Mean Spirit is a book about the Osage tribe during the Oklahoma oil boom.  It is the first novel by Chickasaw author Linda Hogan. It was nominated for the Pulitzer Prize for Fiction in 1991.

Synopsis
The book is set in the 1920s, at a time when rivers of oil were discovered underneath land in Oklahoma that had been purchased by the Osage Tribe after displacement.  As a result of mineral leases, Grace Blanket became the wealthiest individual in the territory. She is murdered by unknown suspects.  The Graycloud family takes over the care of her daughter and heir Nola Blanket. One-by-one, members of the Graycloud family suffer suspicious deaths, and no-one knew why. Local authorities show no interest in Native deaths. Letters begging for help to Washington DC.  Stace Red Hawk, a Native American government official, decides to investigate: he finds intimidation, fraud, and murder and then something else quite by surprise—that he had a true love for his people along with their brave past.

Theme
Mean Spirit'''s is the recognition that Native Americans culture relies on the survival of the natural world and can easily be corrupted by greed and obsessions to material gains.
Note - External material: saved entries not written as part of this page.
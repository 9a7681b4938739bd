//! Typed commands parsed from control channel lines.
//!
//! The first character of a line is the opcode; arguments follow after one
//! separator character. Numeric arguments that fail to parse read as zero,
//! except for the mock-location command which rejects short input.

use std::str::FromStr;

use crate::error::ProtocolError;

/// Phase of a single-contact touch gesture.
#[derive(Debug, Clone, Copy, PartialEq, Eq)]
pub enum TouchPhase {
    Down,
    Move,
    Up,
}

/// Which kind of component a launch request targets.
#[derive(Debug, Clone, Copy, PartialEq, Eq)]
pub enum LaunchKind {
    /// Start an activity (`I`).
    Activity,
    /// Send a broadcast (`b`).
    Broadcast,
    /// Start a service (`s`).
    Service,
}

impl LaunchKind {
    /// Activity-manager subcommand for this kind.
    pub fn subcommand(self) -> &'static str {
        match self {
            Self::Activity => "start",
            Self::Broadcast => "broadcast",
            Self::Service => "startservice",
        }
    }
}

/// Request to launch an external component.
#[derive(Debug, Clone, PartialEq, Eq)]
pub struct LaunchRequest {
    pub kind: LaunchKind,
    pub action: String,
    pub package: String,
    pub activity: String,
    /// Raw extras string passed through untouched.
    pub extras: String,
}

/// A mock location fix.
#[derive(Debug, Clone, PartialEq)]
pub struct MockLocation {
    pub provider: String,
    pub time: i64,
    pub latitude: f64,
    pub longitude: f64,
    pub altitude: f64,
    pub accuracy: f32,
    pub bearing: f32,
    pub speed: f32,
}

/// A parsed control command.
#[derive(Debug, Clone, PartialEq)]
pub enum Command {
    /// `d height width`: declare the client canvas.
    Canvas { height: u32, width: u32 },
    /// `D`/`M`/`U x y pressure`.
    Touch {
        phase: TouchPhase,
        x: f64,
        y: f64,
        pressure: f64,
    },
    /// `B`: back key pulse.
    Back,
    /// `w`: power key press.
    PowerPress,
    /// `W`: power key release.
    PowerRelease,
    /// `H`: home key pulse.
    Home,
    /// `O [keycode]`: system key event; `None` selects the configured default.
    SystemKey { code: Option<u32> },
    /// `k text`: type a string.
    Text(String),
    /// `v keycode`: press and release a keyboard key.
    Key { code: u32 },
    /// `m type x y`: raw mouse record.
    Mouse { kind: u8, x: i32, y: i32 },
    /// `L ...`: mock location broadcast.
    Location(MockLocation),
    /// `P level`: set backlight brightness, clamped to 0..=255.
    SetBrightness(u8),
    /// `G`: read backlight brightness.
    GetBrightness,
    /// `S`: read battery level and charging state.
    Battery,
    /// `I`/`b`/`s action package activity [extras]`.
    Launch(LaunchRequest),
}

impl Command {
    /// Parse one line (without its newline).
    pub fn parse(line: &str) -> Result<Self, ProtocolError> {
        let mut chars = line.chars();
        let opcode = chars.next().ok_or(ProtocolError::Empty)?;
        let rest = chars.as_str();
        let args = rest
            .char_indices()
            .nth(1)
            .map_or("", |(idx, _)| &rest[idx..]);
        let mut fields = args.split_whitespace();

        let command = match opcode {
            'd' => Self::Canvas {
                height: scalar(&mut fields),
                width: scalar(&mut fields),
            },
            'D' => touch(TouchPhase::Down, &mut fields),
            'M' => touch(TouchPhase::Move, &mut fields),
            'U' => touch(TouchPhase::Up, &mut fields),
            'B' => Self::Back,
            'w' => Self::PowerPress,
            'W' => Self::PowerRelease,
            'H' => Self::Home,
            'O' => Self::SystemKey {
                code: fields.next().and_then(|f| f.parse().ok()),
            },
            'k' => Self::Text(args.to_string()),
            'v' => Self::Key {
                code: scalar(&mut fields),
            },
            'm' => Self::Mouse {
                kind: scalar(&mut fields),
                x: scalar(&mut fields),
                y: scalar(&mut fields),
            },
            'L' => Self::Location(location(&mut fields)?),
            'P' => {
                let level: i64 = scalar(&mut fields);
                Self::SetBrightness(u8::try_from(level.clamp(0, 255)).unwrap_or(u8::MAX))
            }
            'G' => Self::GetBrightness,
            'S' => Self::Battery,
            'I' => Self::Launch(launch(LaunchKind::Activity, args)),
            'b' => Self::Launch(launch(LaunchKind::Broadcast, args)),
            's' => Self::Launch(launch(LaunchKind::Service, args)),
            other => return Err(ProtocolError::UnknownOpcode(other)),
        };
        Ok(command)
    }

    /// Whether this command produces a reply line.
    pub fn expects_reply(&self) -> bool {
        matches!(
            self,
            Self::SetBrightness(_) | Self::GetBrightness | Self::Battery
        )
    }
}

/// Next field parsed as `T`, or `T::default()` if missing or malformed.
fn scalar<'a, T, I>(fields: &mut I) -> T
where
    T: FromStr + Default,
    I: Iterator<Item = &'a str>,
{
    fields
        .next()
        .and_then(|f| f.parse().ok())
        .unwrap_or_default()
}

fn touch<'a>(phase: TouchPhase, fields: &mut impl Iterator<Item = &'a str>) -> Command {
    Command::Touch {
        phase,
        x: scalar(fields),
        y: scalar(fields),
        pressure: scalar(fields),
    }
}

const LOCATION_FIELDS: usize = 8;

fn location<'a>(fields: &mut impl Iterator<Item = &'a str>) -> Result<MockLocation, ProtocolError> {
    let mut found = 0;
    let short = |found| ProtocolError::MissingFields {
        opcode: 'L',
        expected: LOCATION_FIELDS,
        found,
    };

    // Fields count in order; parsing stops at the first one that is missing
    // or malformed.
    let provider = fields.next().ok_or_else(|| short(found))?.to_string();
    found += 1;
    let time = strict(fields).ok_or_else(|| short(found))?;
    found += 1;
    let latitude = strict(fields).ok_or_else(|| short(found))?;
    found += 1;
    let longitude = strict(fields).ok_or_else(|| short(found))?;
    found += 1;
    let altitude = strict(fields).ok_or_else(|| short(found))?;
    found += 1;
    let accuracy = strict(fields).ok_or_else(|| short(found))?;
    found += 1;
    let bearing = strict(fields).ok_or_else(|| short(found))?;
    found += 1;
    let speed = strict(fields).ok_or_else(|| short(found))?;

    Ok(MockLocation {
        provider,
        time,
        latitude,
        longitude,
        altitude,
        accuracy,
        bearing,
        speed,
    })
}

fn strict<'a, T: FromStr>(fields: &mut impl Iterator<Item = &'a str>) -> Option<T> {
    fields.next().and_then(|f| f.parse().ok())
}

/// Split `action package activity` off the front; the rest is extras.
fn launch(kind: LaunchKind, args: &str) -> LaunchRequest {
    let mut rest = args;
    let mut take = || {
        let trimmed = rest.trim_start();
        let end = trimmed.find(char::is_whitespace).unwrap_or(trimmed.len());
        let (field, tail) = trimmed.split_at(end);
        rest = tail;
        field.to_string()
    };
    let action = take();
    let package = take();
    let activity = take();
    LaunchRequest {
        kind,
        action,
        package,
        activity,
        extras: rest.trim().to_string(),
    }
}

#[cfg(test)]
mod tests {
    use super::*;

    #[test]
    fn parses_touch_phases() {
        assert_eq!(
            Command::parse("D 0.5 0.25 1").unwrap(),
            Command::Touch {
                phase: TouchPhase::Down,
                x: 0.5,
                y: 0.25,
                pressure: 1.0
            }
        );
        assert!(matches!(
            Command::parse("U 1 2 0").unwrap(),
            Command::Touch {
                phase: TouchPhase::Up,
                ..
            }
        ));
    }

    #[test]
    fn malformed_numbers_read_as_zero() {
        assert_eq!(
            Command::parse("M abc 12 x").unwrap(),
            Command::Touch {
                phase: TouchPhase::Move,
                x: 0.0,
                y: 12.0,
                pressure: 0.0
            }
        );
        assert_eq!(
            Command::parse("d").unwrap(),
            Command::Canvas {
                height: 0,
                width: 0
            }
        );
    }

    #[test]
    fn canvas_is_height_then_width() {
        assert_eq!(
            Command::parse("d 480 800").unwrap(),
            Command::Canvas {
                height: 480,
                width: 800
            }
        );
    }

    #[test]
    fn text_keeps_spaces() {
        assert_eq!(
            Command::parse("k Hello, World!").unwrap(),
            Command::Text("Hello, World!".to_string())
        );
        assert_eq!(Command::parse("k").unwrap(), Command::Text(String::new()));
    }

    #[test]
    fn system_key_default_is_none() {
        assert_eq!(
            Command::parse("O").unwrap(),
            Command::SystemKey { code: None }
        );
        assert_eq!(
            Command::parse("O 4").unwrap(),
            Command::SystemKey { code: Some(4) }
        );
    }

    #[test]
    fn mouse_record_fields() {
        assert_eq!(
            Command::parse("m 1 -10 25").unwrap(),
            Command::Mouse {
                kind: 1,
                x: -10,
                y: 25
            }
        );
    }

    #[test]
    fn brightness_is_clamped() {
        assert_eq!(
            Command::parse("P 128").unwrap(),
            Command::SetBrightness(128)
        );
        assert_eq!(
            Command::parse("P 999").unwrap(),
            Command::SetBrightness(255)
        );
        assert_eq!(Command::parse("P -3").unwrap(), Command::SetBrightness(0));
    }

    #[test]
    fn location_with_eight_fields() {
        let cmd = Command::parse("L gps 1700000000 51.5 -0.12 11.0 3.5 90 1.25").unwrap();
        match cmd {
            Command::Location(fix) => {
                assert_eq!(fix.provider, "gps");
                assert_eq!(fix.time, 1_700_000_000);
                assert!((fix.latitude - 51.5).abs() < f64::EPSILON);
                assert!((fix.speed - 1.25).abs() < f32::EPSILON);
            }
            other => panic!("expected Location, got {other:?}"),
        }
    }

    #[test]
    fn location_with_seven_fields_is_rejected() {
        assert_eq!(
            Command::parse("L gps 1700000000 51.5 -0.12 11.0 3.5 90"),
            Err(ProtocolError::MissingFields {
                opcode: 'L',
                expected: 8,
                found: 7
            })
        );
    }

    #[test]
    fn location_stops_at_malformed_field() {
        assert_eq!(
            Command::parse("L gps soon 51.5 -0.12 11.0 3.5 90 1"),
            Err(ProtocolError::MissingFields {
                opcode: 'L',
                expected: 8,
                found: 1
            })
        );
    }

    #[test]
    fn launch_splits_extras() {
        assert_eq!(
            Command::parse("I android.intent.action.MAIN com.example .Main --ez debug true")
                .unwrap(),
            Command::Launch(LaunchRequest {
                kind: LaunchKind::Activity,
                action: "android.intent.action.MAIN".to_string(),
                package: "com.example".to_string(),
                activity: ".Main".to_string(),
                extras: "--ez debug true".to_string(),
            })
        );
    }

    #[test]
    fn launch_kinds() {
        assert!(matches!(
            Command::parse("b a p c").unwrap(),
            Command::Launch(LaunchRequest {
                kind: LaunchKind::Broadcast,
                ..
            })
        ));
        assert!(matches!(
            Command::parse("s a p c").unwrap(),
            Command::Launch(LaunchRequest {
                kind: LaunchKind::Service,
                ..
            })
        ));
    }

    #[test]
    fn replies_only_for_queries() {
        assert!(Command::parse("G").unwrap().expects_reply());
        assert!(Command::parse("S").unwrap().expects_reply());
        assert!(Command::parse("P 1").unwrap().expects_reply());
        assert!(!Command::parse("B").unwrap().expects_reply());
    }

    #[test]
    fn rejects_unknown_and_empty() {
        assert_eq!(
            Command::parse("Z"),
            Err(ProtocolError::UnknownOpcode('Z'))
        );
        assert_eq!(Command::parse(""), Err(ProtocolError::Empty));
    }
}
PlotMean Spirit is a murder mystery set during an era known as the Osage murders, in Osage Indian Territory in Oklahoma in the 1920s. The Native communities struggle for survival amidst a pool of greed, corruption, and violence when oil is discovered on Osage allotments. The Osage had purchased their land in Oklahoma after displacement. They were forced to divide their land up into individual allotments, with "excess" land being made available to white settlers. The discovery of oil, although bringing in an era of material wealth also led to Osage women being married by adventurers, all Osage people being put under threat of violence and legal decisions of "incompetence," and wholesale profiteering off of the people.

The novel begins with the murder of Grace Blanket and the cover-up of what happened. Grace's daughter, Nola, is now in danger because she was a witness and because she inherits all of her mother's oil-rich land. She is forced to move in with her cousins, the Greyclouds, for protection. Nola soon becomes eligible to marry, but marriage is dangerous as White men view marriage to a Native women with oil land as a business investment and deal. As other Osage continue dying under suspicious circumstances, the evidence suggests that rancher turned oilman, John Hale, is behind the murderous actions. No legal actions are taken until Stace Red Hawk, a "Lakota Sioux working for the U.S. Bureau of Investigation" decides comes to Oklahoma from DC in search of the truth. As the battles between the two worlds mount, Nola and others break away from the greed and start to rediscover their relationship with the land.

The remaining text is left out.